Accept it, and try to find ways to help fellow human beings instead. We are in this all together, rich and poor, left and right alike.
Two examples doesn't change the stats. There were 0.8% of deaths in Italy that did not have any prior comorbidities. Picking two of those examples does not increase the 0.8%.
I don't think any one is under some kind of delusion that some young people will die. The only question is what percentage and what changing those numbers will cost. Picking specific examples of bad outcomes and pretending the risk is as high as older people isn't doing anyone any favors.
>Current situation in Geneva, Switzerland - 2 critical male patients, one 27, one 29, no prior comorbidities at all. Not sure they will make it. Wife is a doctor and just checked this in their information system.
I don't know about the law in Switzerland but unless you are lying that is something she could be fired for in many countries.
For checking overall status without going into details? All doctors within given hospital have this kind of access here. 'Many countries' sounds rather like very few for this case, aren't you thinking US specifically?
It is as tough in Sweden, doctors and nurses have of course access to patient files but every access is logged and if someone is caught accessing files about a patient they are not working with they will be reprimanded or fired.
Fair enough, I should have said, ”In some areas”. A little snippet from the CDC I have posted a bunch that I found useful -
”Pandemics begin with an investigation phase, followed by recognition, initiation, and acceleration phases. The peak of illnesses occurs at the end of the acceleration phase, which is followed by a deceleration phase, during which there is a decrease in illnesses. Different countries can be in different phases of the pandemic at any point in time and different parts of the same country can also be in different phases of a pandemic.”
So, we know not all the hospitals are experiencing the same levels at the same time. A big reason I wish we were more precisely targeting shutdowns and quarantines.
It doesn’t make sense to throw these blanket executive orders over entire states. As we can see from the slides, the economic consequence are dire. Why not target the cities entering acceleration only?
In the meantime, start building drive thru testing. Distribute thermometers. Practice social distancing & aggressive sanitation, but not destroy out national security in the process.
But this part,
”All of Italy’s victims under 40 have been males with serious existing medical conditions”
Sure it’s early, but even in Italy, in one of the worst places in the world for the virus right now, that information should be very illuminating to us I think.
> Why not target the cities entering acceleration only?

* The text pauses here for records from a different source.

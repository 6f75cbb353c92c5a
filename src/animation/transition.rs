//! A single scripted camera move from one pose to another.

use glam::Vec3;
use web_time::{Duration, Instant};

use crate::camera::pose::CameraPose;
use crate::util::easing::EasingFunction;

/// Timed interpolation of camera position from a start pose to an end pose.
///
/// Progress is a pure function of wall-clock time since `start_time`, so
/// sparse ticks lengthen the steps but never the total duration.
#[derive(Debug, Clone, PartialEq)]
pub struct TransitionJob {
    /// Camera pose captured when the transition began.
    pub start_pose: CameraPose,
    /// Pose the camera lands on.
    pub end_pose: CameraPose,
    /// When the transition began.
    pub start_time: Instant,
    /// Total length of the move.
    pub duration: Duration,
    /// Curve applied to raw progress before interpolating.
    pub easing: EasingFunction,
}

impl TransitionJob {
    /// Transition starting at `start_time`.
    pub fn new(
        start_pose: CameraPose,
        end_pose: CameraPose,
        start_time: Instant,
        duration: Duration,
        easing: EasingFunction,
    ) -> Self {
        Self {
            start_pose,
            end_pose,
            start_time,
            duration,
            easing,
        }
    }

    /// Normalized progress in `[0, 1]` at `now`.
    pub fn progress(&self, now: Instant) -> f32 {
        let elapsed = now.saturating_duration_since(self.start_time);

        if self.duration.is_zero() {
            1.0
        } else {
            (elapsed.as_secs_f32() / self.duration.as_secs_f32()).min(1.0)
        }
    }

    /// Whether the transition has reached its end pose at `now`.
    pub fn is_complete(&self, now: Instant) -> bool {
        self.progress(now) >= 1.0
    }

    /// Interpolated camera position at raw progress `t`.
    ///
    /// Exactly the end position once `t` reaches 1.
    pub fn position_at(&self, t: f32) -> Vec3 {
        if t >= 1.0 {
            return self.end_pose.position;
        }
        let eased = self.easing.evaluate(t);
        let start = self.start_pose.position;
        start + (self.end_pose.position - start) * eased
    }
}
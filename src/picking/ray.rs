//! Pick rays from screen positions.

use glam::{Vec2, Vec3};

use crate::camera::core::Camera;

/// Half-line from `origin` along unit `direction`.
#[derive(Debug, Clone, Copy, PartialEq)]
pub struct Ray {
    /// Start point in world space.
    pub origin: Vec3,
    /// Unit direction.
    pub direction: Vec3,
}

impl Ray {
    /// Ray from `origin` along `direction` (normalized here).
    pub fn new(origin: Vec3, direction: Vec3) -> Self {
        Self {
            origin,
            direction: direction.normalize_or_zero(),
        }
    }

    /// Point at parameter `t` along the ray.
    #[inline]
    pub fn at(&self, t: f32) -> Vec3 {
        self.origin + self.direction * t
    }

    /// Ray from the camera eye through a normalized-device-coordinate point
    /// (x right, y up, both in `[-1, 1]`).
    pub fn from_ndc(camera: &Camera, ndc: Vec2) -> Self {
        let half_height = (camera.fovy.to_radians() * 0.5).tan();
        let local = Vec3::new(
            ndc.x * half_height * camera.aspect,
            ndc.y * half_height,
            -1.0,
        );
        Self::new(camera.eye, camera.rotation * local)
    }

    /// Ray from the camera through a screen pixel.
    ///
    /// Returns `None` for an empty viewport.
    pub fn from_screen(camera: &Camera, screen: Vec2, viewport: Vec2) -> Option<Self> {
        screen_to_ndc(screen, viewport).map(|ndc| Self::from_ndc(camera, ndc))
    }
}

/// Map a pixel position (origin top-left, y down) to normalized device
/// coordinates (y up).
pub fn screen_to_ndc(screen: Vec2, viewport: Vec2) -> Option<Vec2> {
    if viewport.x <= 0.0 || viewport.y <= 0.0 {
        return None;
    }
    Some(Vec2::new(
        screen.x / viewport.x * 2.0 - 1.0,
        -(screen.y / viewport.y) * 2.0 + 1.0,
    ))
}

#[cfg(test)]
mod tests {
    use super::*;

    fn camera() -> Camera {
        Camera::new(Vec3::new(0.0, 0.0, 10.0), Vec3::ZERO, 60.0, 2.0)
    }

    #[test]
    fn ndc_corners_and_center() {
        let viewport = Vec2::new(800.0, 600.0);
        assert_eq!(screen_to_ndc(Vec2::new(400.0, 300.0), viewport), Some(Vec2::ZERO));
        assert_eq!(screen_to_ndc(Vec2::ZERO, viewport), Some(Vec2::new(-1.0, 1.0)));
        assert_eq!(screen_to_ndc(viewport, viewport), Some(Vec2::new(1.0, -1.0)));
    }

    #[test]
    fn empty_viewport_has_no_ray() {
        assert!(Ray::from_screen(&camera(), Vec2::ZERO, Vec2::new(0.0, 600.0)).is_none());
    }

    #[test]
    fn center_ray_follows_forward() {
        let ray = Ray::from_ndc(&camera(), Vec2::ZERO);
        assert_eq!(ray.origin, Vec3::new(0.0, 0.0, 10.0));
        assert!((ray.direction - Vec3::NEG_Z).length() < 1e-5);
    }

    #[test]
    fn edge_rays_span_the_field_of_view() {
        let camera = camera();
        let top = Ray::from_ndc(&camera, Vec2::new(0.0, 1.0));
        let angle = top.direction.angle_between(camera.forward());
        assert!((angle - 30f32.to_radians()).abs() < 1e-4);
    }

    #[test]
    fn screen_ray_projects_back_to_same_pixel() {
        let camera = Camera::new(Vec3::new(4.0, 3.0, 6.0), Vec3::new(0.0, 1.0, 0.0), 60.0, 1.5);
        let viewport = Vec2::new(1200.0, 800.0);
        let pixel = Vec2::new(900.0, 200.0);
        let ray = Ray::from_screen(&camera, pixel, viewport).unwrap();

        let clip = camera.build_matrix().project_point3(ray.at(5.0));
        let back = Vec2::new((clip.x + 1.0) * 0.5 * viewport.x, (1.0 - clip.y) * 0.5 * viewport.y);
        assert!((back - pixel).length() < 0.05, "{back}");
    }
}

Because the long incubation period and the lack of sufficient testing makes it impossible to know which cities are infected early on.
And, to put more bluntly, because we have two models to look at and choose from: the Chinese one, with harsh containment measures that were very effective (if you believe their numbers) and the Italian one, with moderate containment measures and a lack of sense of urgency from the populace, which resulted in a downward spiral with more deaths than China despite having only ~58% the number of cases.
> I should have said, ”In some areas”.
And no, you shouldn't have said that, you should just wait another week.
That's quite the overreaction.
Italy found that among fatalities the median age is over 80 (older than the average lifespan of an Italian man).
99% of fatalities were among people with a prior illness. About 50% of the deaths were people suffering from at least three other illnesses.
https://www.bloomberg.com/news/articles/2020-03-18/99-of-tho...
To put it another way: most of the folks dying from COVID-19 were already dying. This disease is the straw that broke the camel's back.
Should we just give up on them? No! But instead of quarantining everyone, and sending us back to the stone age, we should work to quarantine these folks while the rest of us return to normalcy and build up our antibodies and herd immunity.